*DIRECTIONS:* In the material below, the required lines run from the one containing "filename src/hash.rs" through the one containing "pub fn from_hex(s: &str)". Copy those lines exactly, ends included, and nothing else.

*DATA FOR REVIEW:*
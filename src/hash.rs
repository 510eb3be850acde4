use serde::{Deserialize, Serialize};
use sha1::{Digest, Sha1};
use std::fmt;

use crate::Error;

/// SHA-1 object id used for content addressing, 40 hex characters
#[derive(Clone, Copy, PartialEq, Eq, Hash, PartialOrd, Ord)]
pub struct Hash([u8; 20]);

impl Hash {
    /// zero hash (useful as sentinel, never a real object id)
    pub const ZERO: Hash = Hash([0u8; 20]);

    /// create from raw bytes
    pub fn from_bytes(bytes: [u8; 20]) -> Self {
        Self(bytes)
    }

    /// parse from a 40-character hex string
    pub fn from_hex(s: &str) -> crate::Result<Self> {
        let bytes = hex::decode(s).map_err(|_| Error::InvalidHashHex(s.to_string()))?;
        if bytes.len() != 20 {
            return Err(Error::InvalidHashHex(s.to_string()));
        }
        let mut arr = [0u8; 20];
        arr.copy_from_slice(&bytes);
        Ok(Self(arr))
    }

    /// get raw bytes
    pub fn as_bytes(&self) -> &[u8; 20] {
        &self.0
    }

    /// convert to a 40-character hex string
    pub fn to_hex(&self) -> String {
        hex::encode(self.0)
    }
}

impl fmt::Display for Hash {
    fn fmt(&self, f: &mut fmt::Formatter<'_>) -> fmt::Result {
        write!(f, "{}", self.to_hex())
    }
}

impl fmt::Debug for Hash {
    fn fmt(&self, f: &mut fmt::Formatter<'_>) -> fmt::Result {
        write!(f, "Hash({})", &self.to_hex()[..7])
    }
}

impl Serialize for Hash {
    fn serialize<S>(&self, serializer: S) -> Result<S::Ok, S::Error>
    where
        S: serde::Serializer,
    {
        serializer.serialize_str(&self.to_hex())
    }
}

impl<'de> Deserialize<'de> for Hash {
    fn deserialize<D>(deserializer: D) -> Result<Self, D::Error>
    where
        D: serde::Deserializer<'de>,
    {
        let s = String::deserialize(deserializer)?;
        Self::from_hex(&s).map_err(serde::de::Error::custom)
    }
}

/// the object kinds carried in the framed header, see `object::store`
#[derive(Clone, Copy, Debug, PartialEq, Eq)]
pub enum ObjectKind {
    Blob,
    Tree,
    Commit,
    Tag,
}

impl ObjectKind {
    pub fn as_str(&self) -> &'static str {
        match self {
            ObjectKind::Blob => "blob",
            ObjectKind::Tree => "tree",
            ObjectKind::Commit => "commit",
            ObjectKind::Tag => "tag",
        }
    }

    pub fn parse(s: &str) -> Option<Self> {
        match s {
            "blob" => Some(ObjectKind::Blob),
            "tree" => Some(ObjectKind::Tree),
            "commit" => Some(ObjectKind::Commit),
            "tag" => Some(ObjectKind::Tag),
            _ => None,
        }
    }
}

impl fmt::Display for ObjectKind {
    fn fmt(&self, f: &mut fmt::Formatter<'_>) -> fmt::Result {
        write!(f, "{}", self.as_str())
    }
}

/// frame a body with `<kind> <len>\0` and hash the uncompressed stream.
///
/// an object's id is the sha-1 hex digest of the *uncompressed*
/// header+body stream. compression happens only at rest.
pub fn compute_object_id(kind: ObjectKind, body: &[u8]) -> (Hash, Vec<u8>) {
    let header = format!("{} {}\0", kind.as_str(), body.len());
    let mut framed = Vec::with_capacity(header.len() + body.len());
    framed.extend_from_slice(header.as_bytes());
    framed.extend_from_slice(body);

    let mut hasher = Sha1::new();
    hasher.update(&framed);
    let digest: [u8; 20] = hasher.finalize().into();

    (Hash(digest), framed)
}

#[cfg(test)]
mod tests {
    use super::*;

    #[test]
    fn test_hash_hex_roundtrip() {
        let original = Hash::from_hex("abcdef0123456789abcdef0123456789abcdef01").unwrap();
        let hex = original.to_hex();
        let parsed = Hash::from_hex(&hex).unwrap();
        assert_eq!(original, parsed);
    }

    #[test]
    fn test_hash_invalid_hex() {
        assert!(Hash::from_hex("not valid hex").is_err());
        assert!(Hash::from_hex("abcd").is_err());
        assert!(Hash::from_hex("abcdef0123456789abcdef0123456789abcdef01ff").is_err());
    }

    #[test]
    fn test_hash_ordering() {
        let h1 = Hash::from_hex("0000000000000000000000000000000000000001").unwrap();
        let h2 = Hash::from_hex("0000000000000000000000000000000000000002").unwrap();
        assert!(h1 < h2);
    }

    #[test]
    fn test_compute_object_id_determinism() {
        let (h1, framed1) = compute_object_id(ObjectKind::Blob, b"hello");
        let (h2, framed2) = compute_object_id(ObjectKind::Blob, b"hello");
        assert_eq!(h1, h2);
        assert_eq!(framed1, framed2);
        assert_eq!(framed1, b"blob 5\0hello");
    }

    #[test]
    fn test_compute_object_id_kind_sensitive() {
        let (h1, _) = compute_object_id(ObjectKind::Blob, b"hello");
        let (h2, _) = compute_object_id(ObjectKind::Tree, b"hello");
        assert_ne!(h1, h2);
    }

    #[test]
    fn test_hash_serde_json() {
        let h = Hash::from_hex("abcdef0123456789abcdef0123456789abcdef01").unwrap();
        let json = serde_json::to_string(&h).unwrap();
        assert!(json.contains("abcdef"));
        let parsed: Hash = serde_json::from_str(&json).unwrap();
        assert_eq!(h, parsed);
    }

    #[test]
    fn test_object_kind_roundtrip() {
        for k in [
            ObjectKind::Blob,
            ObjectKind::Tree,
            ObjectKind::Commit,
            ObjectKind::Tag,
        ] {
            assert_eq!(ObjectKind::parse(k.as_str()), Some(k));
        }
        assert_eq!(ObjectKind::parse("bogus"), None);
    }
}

---

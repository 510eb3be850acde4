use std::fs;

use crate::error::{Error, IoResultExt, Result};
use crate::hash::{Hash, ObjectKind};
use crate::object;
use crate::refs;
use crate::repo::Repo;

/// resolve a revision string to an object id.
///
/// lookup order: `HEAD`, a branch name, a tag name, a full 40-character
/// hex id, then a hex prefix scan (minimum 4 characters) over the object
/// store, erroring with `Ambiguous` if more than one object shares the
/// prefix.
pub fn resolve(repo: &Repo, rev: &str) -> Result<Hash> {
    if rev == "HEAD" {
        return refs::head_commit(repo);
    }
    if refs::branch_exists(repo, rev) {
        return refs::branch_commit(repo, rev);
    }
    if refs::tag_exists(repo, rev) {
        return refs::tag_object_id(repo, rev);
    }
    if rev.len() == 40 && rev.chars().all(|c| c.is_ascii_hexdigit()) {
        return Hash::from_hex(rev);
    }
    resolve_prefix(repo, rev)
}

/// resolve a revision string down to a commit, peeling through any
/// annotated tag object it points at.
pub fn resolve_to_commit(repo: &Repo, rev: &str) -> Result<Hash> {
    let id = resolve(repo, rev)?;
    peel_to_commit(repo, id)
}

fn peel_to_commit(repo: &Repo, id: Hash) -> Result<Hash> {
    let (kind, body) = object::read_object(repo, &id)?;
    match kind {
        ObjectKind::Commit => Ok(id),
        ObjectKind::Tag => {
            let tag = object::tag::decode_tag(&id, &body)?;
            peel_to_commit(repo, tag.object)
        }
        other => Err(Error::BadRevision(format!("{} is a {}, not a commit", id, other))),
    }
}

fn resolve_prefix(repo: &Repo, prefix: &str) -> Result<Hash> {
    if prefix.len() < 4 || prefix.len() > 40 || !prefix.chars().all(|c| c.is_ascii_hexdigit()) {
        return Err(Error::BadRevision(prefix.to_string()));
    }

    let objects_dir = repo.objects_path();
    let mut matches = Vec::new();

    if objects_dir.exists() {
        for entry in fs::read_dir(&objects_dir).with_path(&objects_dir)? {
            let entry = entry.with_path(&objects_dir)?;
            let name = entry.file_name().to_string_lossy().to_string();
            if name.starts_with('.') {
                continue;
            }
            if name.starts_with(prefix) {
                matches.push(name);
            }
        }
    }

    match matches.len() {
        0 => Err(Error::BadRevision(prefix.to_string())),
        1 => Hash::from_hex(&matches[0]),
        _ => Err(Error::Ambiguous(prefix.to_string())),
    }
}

...

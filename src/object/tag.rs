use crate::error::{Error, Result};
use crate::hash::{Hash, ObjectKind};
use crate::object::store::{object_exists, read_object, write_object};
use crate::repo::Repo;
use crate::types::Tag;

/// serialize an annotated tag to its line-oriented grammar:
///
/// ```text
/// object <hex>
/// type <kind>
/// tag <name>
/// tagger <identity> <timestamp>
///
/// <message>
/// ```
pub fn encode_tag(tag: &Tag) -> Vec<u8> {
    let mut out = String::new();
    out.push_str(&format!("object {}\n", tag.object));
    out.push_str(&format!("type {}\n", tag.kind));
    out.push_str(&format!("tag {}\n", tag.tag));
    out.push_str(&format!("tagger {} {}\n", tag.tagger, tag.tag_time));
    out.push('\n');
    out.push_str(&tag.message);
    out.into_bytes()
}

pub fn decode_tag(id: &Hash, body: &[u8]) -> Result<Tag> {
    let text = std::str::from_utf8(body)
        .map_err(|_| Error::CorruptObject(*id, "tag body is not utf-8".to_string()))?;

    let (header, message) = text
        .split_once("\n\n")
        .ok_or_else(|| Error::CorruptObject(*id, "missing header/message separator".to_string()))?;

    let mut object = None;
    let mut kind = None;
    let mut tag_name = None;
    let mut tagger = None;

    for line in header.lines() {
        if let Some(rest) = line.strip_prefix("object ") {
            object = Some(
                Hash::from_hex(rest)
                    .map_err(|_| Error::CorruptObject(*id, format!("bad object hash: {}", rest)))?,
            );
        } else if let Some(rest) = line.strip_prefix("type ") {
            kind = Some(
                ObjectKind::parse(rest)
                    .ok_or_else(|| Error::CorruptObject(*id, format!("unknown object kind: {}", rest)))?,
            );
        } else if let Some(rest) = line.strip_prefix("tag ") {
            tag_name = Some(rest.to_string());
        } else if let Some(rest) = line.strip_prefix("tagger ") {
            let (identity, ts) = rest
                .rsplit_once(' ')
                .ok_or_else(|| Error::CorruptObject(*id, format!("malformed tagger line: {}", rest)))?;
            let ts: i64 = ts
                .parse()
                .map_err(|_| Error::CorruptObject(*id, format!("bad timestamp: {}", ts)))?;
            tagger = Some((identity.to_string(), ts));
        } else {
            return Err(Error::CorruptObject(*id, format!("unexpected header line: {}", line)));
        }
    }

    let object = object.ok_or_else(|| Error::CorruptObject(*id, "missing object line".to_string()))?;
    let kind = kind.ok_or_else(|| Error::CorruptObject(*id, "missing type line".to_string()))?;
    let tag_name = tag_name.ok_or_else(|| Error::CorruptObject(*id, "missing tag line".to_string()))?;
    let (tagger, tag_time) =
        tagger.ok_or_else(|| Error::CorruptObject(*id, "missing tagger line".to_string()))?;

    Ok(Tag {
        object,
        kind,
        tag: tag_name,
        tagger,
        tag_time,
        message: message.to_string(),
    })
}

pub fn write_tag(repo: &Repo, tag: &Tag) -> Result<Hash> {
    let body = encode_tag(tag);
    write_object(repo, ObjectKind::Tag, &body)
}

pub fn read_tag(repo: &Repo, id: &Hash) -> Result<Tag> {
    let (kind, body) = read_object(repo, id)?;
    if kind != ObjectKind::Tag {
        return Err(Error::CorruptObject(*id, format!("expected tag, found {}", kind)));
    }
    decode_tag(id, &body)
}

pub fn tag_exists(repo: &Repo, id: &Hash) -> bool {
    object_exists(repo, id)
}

*OUTPUT BELOW:*
filename src/hash.rs
repository 510eb3be850acde4
use serde::{Deserialize, Serialize};
use sha1::{Digest, Sha1};
use std::fmt;

use crate::Error;

/// SHA-1 object id used for content addressing, 40 hex characters
#[derive(Clone, Copy, PartialEq, Eq, Hash, PartialOrd, Ord)]
pub struct Hash([u8; 20]);

impl Hash {
    /// zero hash (useful as sentinel, never a real object id)
    pub const ZERO: Hash = Hash([0u8; 20]);

    /// create from raw bytes
    pub fn from_bytes(bytes: [u8; 20]) -> Self {
        Self(bytes)
    }

    /// parse from a 40-character hex string
    pub fn from_hex(s: &str) -> crate::Result<Self> {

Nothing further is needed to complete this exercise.